On Fri, Dec 28, 2018 at 9:31 AM ADSGarson O'Toole
<adsgarsonotoole at gmail.com> wrote:
>
> Quotation expert Nigel Rees just published the January 2019 issue of
> “The ‘Quote...Unquote’ Newsletter” which contains the following
> fascinating challenge:
>
> [Begin excerpt]
> [Hostess to Oscar Wilde:] ‘Are you enjoying yourself, Mr Wilde?’
> ‘Enormously, Madam, there’s nothing else to enjoy.’

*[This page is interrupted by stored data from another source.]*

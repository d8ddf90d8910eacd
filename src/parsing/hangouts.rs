//! Hangouts Takeout JSON loader.
//!
//! The raw structs mirror the parts of `Hangouts.json` that hangpack reads;
//! every other key in the export is ignored. After deserialization the raw
//! tree is converted into [`crate::core::models`] in one pass, so a payload
//! that is missing for its declared event kind fails the whole load.
//!
//! ```json
//! {
//!   "conversations": [
//!     {
//!       "conversation": {
//!         "conversation_id": {"id": "Ugx..."},
//!         "conversation": {
//!           "type": "GROUP",
//!           "name": "Weekend plans",
//!           "participant_data": [
//!             {"id": {"gaia_id": "1001"}, "fallback_name": "Alice"}
//!           ]
//!         }
//!       },
//!       "events": [
//!         {
//!           "sender_id": {"gaia_id": "1001"},
//!           "timestamp": "1500000000000000",
//!           "event_type": "REGULAR_CHAT_MESSAGE",
//!           "chat_message": {"message_content": {"segment": [{"type": "TEXT", "text": "hi"}]}}
//!         }
//!       ]
//!     }
//!   ]
//! }
//! ```

use std::fs;
use std::path::Path;

use serde::Deserialize;
use tracing::debug;

use crate::core::models::{
    Archive, Attachment, ChatMessage, Conversation, ConversationKind, Event, EventPayload,
    Formatting, HangoutEvent, MediaType, Participant, Place, Segment,
};
use crate::error::{HangpackError, Result};

// ============================================================================
// Raw structures
// ============================================================================

/// Top level of `Hangouts.json`.
#[derive(Debug, Deserialize)]
pub struct RawArchive {
    pub conversations: Vec<RawConversationEntry>,
}

#[derive(Debug, Deserialize)]
pub struct RawConversationEntry {
    pub conversation: RawConversationWrapper,
    pub events: Vec<RawEvent>,
}

#[derive(Debug, Deserialize)]
pub struct RawConversationWrapper {
    pub conversation_id: Option<RawConversationId>,
    pub conversation: RawConversationState,
}

#[derive(Debug, Deserialize)]
pub struct RawConversationId {
    pub id: String,
}

#[derive(Debug, Deserialize)]
pub struct RawConversationState {
    pub id: Option<RawConversationId>,
    #[serde(rename = "type")]
    pub kind: String,
    pub name: Option<String>,
    pub participant_data: Vec<RawParticipant>,
}

#[derive(Debug, Deserialize)]
pub struct RawParticipant {
    pub id: RawParticipantId,
    pub fallback_name: Option<String>,
}

#[derive(Debug, Deserialize)]
pub struct RawParticipantId {
    pub gaia_id: String,
}

#[derive(Debug, Deserialize)]
pub struct RawEvent {
    pub sender_id: RawParticipantId,
    pub timestamp: RawInteger,
    pub event_type: String,
    pub chat_message: Option<RawChatMessage>,
    pub conversation_rename: Option<RawRename>,
    pub hangout_event: Option<RawHangoutEvent>,
    pub membership_change: Option<RawMembershipChange>,
}

/// Integers that the export writes either as JSON numbers or as strings.
#[derive(Debug, Clone, Deserialize)]
#[serde(untagged)]
pub enum RawInteger {
    Number(i64),
    Text(String),
}

impl RawInteger {
    pub fn to_i64(&self) -> Result<i64> {
        match self {
            RawInteger::Number(n) => Ok(*n),
            RawInteger::Text(s) => s
                .trim()
                .parse::<i64>()
                .map_err(|_| HangpackError::invalid_timestamp(s.clone())),
        }
    }
}

#[derive(Debug, Deserialize)]
pub struct RawChatMessage {
    pub message_content: RawMessageContent,
}

#[derive(Debug, Deserialize)]
pub struct RawMessageContent {
    pub segment: Option<Vec<RawSegment>>,
    pub attachment: Option<Vec<RawAttachment>>,
}

#[derive(Debug, Deserialize)]
pub struct RawSegment {
    #[serde(rename = "type")]
    pub kind: String,
    pub text: Option<String>,
    pub formatting: Option<Formatting>,
}

#[derive(Debug, Deserialize)]
pub struct RawAttachment {
    pub embed_item: RawEmbedItem,
}

#[derive(Debug, Deserialize)]
pub struct RawEmbedItem {
    #[serde(rename = "type")]
    pub types: EmbedTypes,
    pub plus_photo: Option<RawPlusPhoto>,
    pub place_v2: Option<RawPlace>,
}

/// `embed_item.type` is a list in current exports and a bare string in some older ones.
#[derive(Debug, Clone, Deserialize)]
#[serde(untagged)]
pub enum EmbedTypes {
    Many(Vec<String>),
    One(String),
}

impl EmbedTypes {
    /// List membership for the array form, substring match for the string form.
    pub fn contains(&self, tag: &str) -> bool {
        match self {
            EmbedTypes::Many(list) => list.iter().any(|t| t == tag),
            EmbedTypes::One(s) => s.contains(tag),
        }
    }

    fn into_vec(self) -> Vec<String> {
        match self {
            EmbedTypes::Many(list) => list,
            EmbedTypes::One(s) => vec![s],
        }
    }
}

#[derive(Debug, Deserialize)]
pub struct RawPlusPhoto {
    pub url: String,
}

#[derive(Debug, Deserialize)]
pub struct RawPlace {
    pub url: String,
    pub name: String,
    pub address: RawPlaceAddress,
}

#[derive(Debug, Deserialize)]
pub struct RawPlaceAddress {
    pub postal_address_v2: RawPostalAddress,
}

#[derive(Debug, Deserialize)]
pub struct RawPostalAddress {
    pub name: Option<String>,
    pub street_address: Option<String>,
}

#[derive(Debug, Deserialize)]
pub struct RawRename {
    pub old_name: String,
    pub new_name: String,
}

#[derive(Debug, Deserialize)]
pub struct RawHangoutEvent {
    pub event_type: String,
    pub media_type: Option<String>,
    pub hangout_duration_secs: Option<RawInteger>,
}

#[derive(Debug, Deserialize)]
pub struct RawMembershipChange {
    pub participant_id: Vec<RawParticipantId>,
}

// ============================================================================
// Loading
// ============================================================================

/// Reads and converts a Takeout archive from disk.
///
/// The whole file is held in memory; Takeout archives are a single JSON document.
pub fn parse_archive(path: &Path) -> Result<Archive> {
    let content = fs::read_to_string(path)?;
    let raw: RawArchive = serde_json::from_str(&content)
        .map_err(|e| HangpackError::parse(e, Some(path.to_path_buf())))?;
    convert_archive(raw)
}

/// Converts an archive already held as a string.
///
/// # Example
///
/// ```rust
/// use hangpack::parsing::parse_archive_str;
///
/// let json = r#"{"conversations": [{
///     "conversation": {"conversation": {"type": "STICKY_ONE_TO_ONE", "participant_data": []}},
///     "events": []
/// }]}"#;
/// let archive = parse_archive_str(json)?;
/// assert_eq!(archive.conversations.len(), 1);
/// # Ok::<(), hangpack::HangpackError>(())
/// ```
pub fn parse_archive_str(content: &str) -> Result<Archive> {
    let raw: RawArchive = serde_json::from_str(content)?;
    convert_archive(raw)
}

pub fn convert_archive(raw: RawArchive) -> Result<Archive> {
    let conversations = raw
        .conversations
        .into_iter()
        .enumerate()
        .map(|(index, entry)| convert_conversation(index, entry))
        .collect::<Result<Vec<_>>>()?;

    debug!(conversations = conversations.len(), "archive converted");
    Ok(Archive { conversations })
}

fn convert_conversation(index: usize, entry: RawConversationEntry) -> Result<Conversation> {
    let RawConversationWrapper {
        conversation_id,
        conversation: state,
    } = entry.conversation;

    let id = state
        .id
        .or(conversation_id)
        .map(|c| c.id)
        .unwrap_or_else(|| format!("conversation-{}", index + 1));

    let kind = if state.kind == "GROUP" {
        ConversationKind::Group
    } else {
        ConversationKind::OneToOne
    };

    let participants = state
        .participant_data
        .into_iter()
        .map(|p| Participant::new(p.id.gaia_id, p.fallback_name))
        .collect();

    let events = entry
        .events
        .into_iter()
        .map(|e| convert_event(&id, e))
        .collect::<Result<Vec<_>>>()?;

    Ok(Conversation {
        id,
        kind,
        declared_name: state.name,
        participants,
        events,
    })
}

/// Converts one raw event, requiring the payload its `event_type` implies.
pub fn convert_event(conversation_id: &str, raw: RawEvent) -> Result<Event> {
    let timestamp_micros = raw.timestamp.to_i64()?;
    let context = || {
        format!(
            "{} event at {} in conversation {}",
            raw.event_type, timestamp_micros, conversation_id
        )
    };

    let payload = match raw.event_type.as_str() {
        "REGULAR_CHAT_MESSAGE" => {
            let message = raw
                .chat_message
                .ok_or_else(|| HangpackError::missing_field("chat_message", context()))?;
            EventPayload::Chat(convert_chat_message(message.message_content, &context)?)
        }
        "RENAME_CONVERSATION" => {
            let rename = raw
                .conversation_rename
                .ok_or_else(|| HangpackError::missing_field("conversation_rename", context()))?;
            EventPayload::Rename {
                old_name: rename.old_name,
                new_name: rename.new_name,
            }
        }
        "HANGOUT_EVENT" => {
            let hangout = raw
                .hangout_event
                .ok_or_else(|| HangpackError::missing_field("hangout_event", context()))?;
            EventPayload::Hangout(convert_hangout(hangout, &context)?)
        }
        "ADD_USER" | "REMOVE_USER" => {
            let change = raw
                .membership_change
                .ok_or_else(|| HangpackError::missing_field("membership_change", context()))?;
            let ids = change.participant_id.into_iter().map(|p| p.gaia_id).collect();
            if raw.event_type == "ADD_USER" {
                EventPayload::AddMembers(ids)
            } else {
                EventPayload::RemoveMembers(ids)
            }
        }
        other => EventPayload::Unknown(other.to_string()),
    };

    Ok(Event {
        sender_id: raw.sender_id.gaia_id,
        timestamp_micros,
        payload,
    })
}

fn convert_chat_message(
    content: RawMessageContent,
    context: &dyn Fn() -> String,
) -> Result<ChatMessage> {
    let segments = content
        .segment
        .map(|list| {
            list.into_iter()
                .map(|s| convert_segment(s, context))
                .collect::<Result<Vec<_>>>()
        })
        .transpose()?;

    let attachments = content
        .attachment
        .map(|list| {
            list.into_iter()
                .map(|a| convert_attachment(a.embed_item, context))
                .collect::<Result<Vec<_>>>()
        })
        .transpose()?;

    Ok(ChatMessage {
        segments,
        attachments,
    })
}

fn convert_segment(raw: RawSegment, context: &dyn Fn() -> String) -> Result<Segment> {
    let formatting = raw.formatting.unwrap_or_default();
    let segment = match raw.kind.as_str() {
        "TEXT" => Segment::Text {
            text: raw
                .text
                .ok_or_else(|| HangpackError::missing_field("text", context()))?,
            formatting,
        },
        "LINK" => Segment::Link {
            text: raw
                .text
                .ok_or_else(|| HangpackError::missing_field("text", context()))?,
            formatting,
        },
        "LINE_BREAK" => Segment::LineBreak,
        _ => Segment::Other,
    };
    Ok(segment)
}

fn convert_attachment(item: RawEmbedItem, context: &dyn Fn() -> String) -> Result<Attachment> {
    if item.types.contains("PLUS_PHOTO") {
        let photo = item
            .plus_photo
            .ok_or_else(|| HangpackError::missing_field("plus_photo", context()))?;
        return Ok(Attachment::Photo { url: photo.url });
    }

    if item.types.contains("PLACE_V2") {
        let place = item
            .place_v2
            .ok_or_else(|| HangpackError::missing_field("place_v2", context()))?;
        let postal = place.address.postal_address_v2;
        let address = postal
            .name
            .or(postal.street_address)
            .ok_or_else(|| HangpackError::missing_field("street_address", context()))?;
        return Ok(Attachment::Place(Place {
            name: place.name,
            address,
            url: place.url,
        }));
    }

    Ok(Attachment::Unknown(item.types.into_vec()))
}

fn convert_hangout(raw: RawHangoutEvent, context: &dyn Fn() -> String) -> Result<HangoutEvent> {
    let event = match raw.event_type.as_str() {
        "START_HANGOUT" => HangoutEvent::Start {
            media: raw.media_type.as_deref().map(|m| match m {
                "AUDIO_VIDEO" => MediaType::AudioVideo,
                "AUDIO_ONLY" => MediaType::AudioOnly,
                _ => MediaType::Other,
            }),
        },
        "END_HANGOUT" => {
            let raw_duration = raw
                .hangout_duration_secs
                .ok_or_else(|| HangpackError::missing_field("hangout_duration_secs", context()))?;
            let secs = raw_duration.to_i64().map_err(|_| {
                HangpackError::invalid_format(format!("non-integer call duration in {}", context()))
            })?;
            let duration_secs = u64::try_from(secs).map_err(|_| {
                HangpackError::invalid_format(format!("negative call duration in {}", context()))
            })?;
            HangoutEvent::End { duration_secs }
        }
        _ => HangoutEvent::Other,
    };
    Ok(event)
}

> Curiously, I cannot find a source for this before 1995.
> [End excerpt]
>
> Rees’s implicit challenge is to find earlier evidence, and to work
> toward tracing this egocentric joke to its origin. Two famous
> quotation magnets, Oscar Wilde and George Bernard Shaw, have been
> assigned authorship of the quip. The phrasing is variable, so I have
> found this task difficult.
>
> The earliest match (with a different phrasing) I have found occurred
> in the novel “Beau Ideal” by Percival Christopher Wren which was a
> sequel to the very popular work “Beau Geste”. “Beau Ideal” was
> serialized in “McClure’s Magazine” in 1927 and 1928, and I think the
> joke probably appeared on page 84 of the October 1927 issue of
> “McClure's Magazine”, but I need help to verify this. See further
> below if you can access this magazine in 1927. Some issues of
> “McClure's Magazine” are in a ProQuest periodicals database, but I do
> not know whether ProQuest has coverage in 1927.
>
> “Beau Ideal” was also serialized in “The Des Moines Register” in 1929.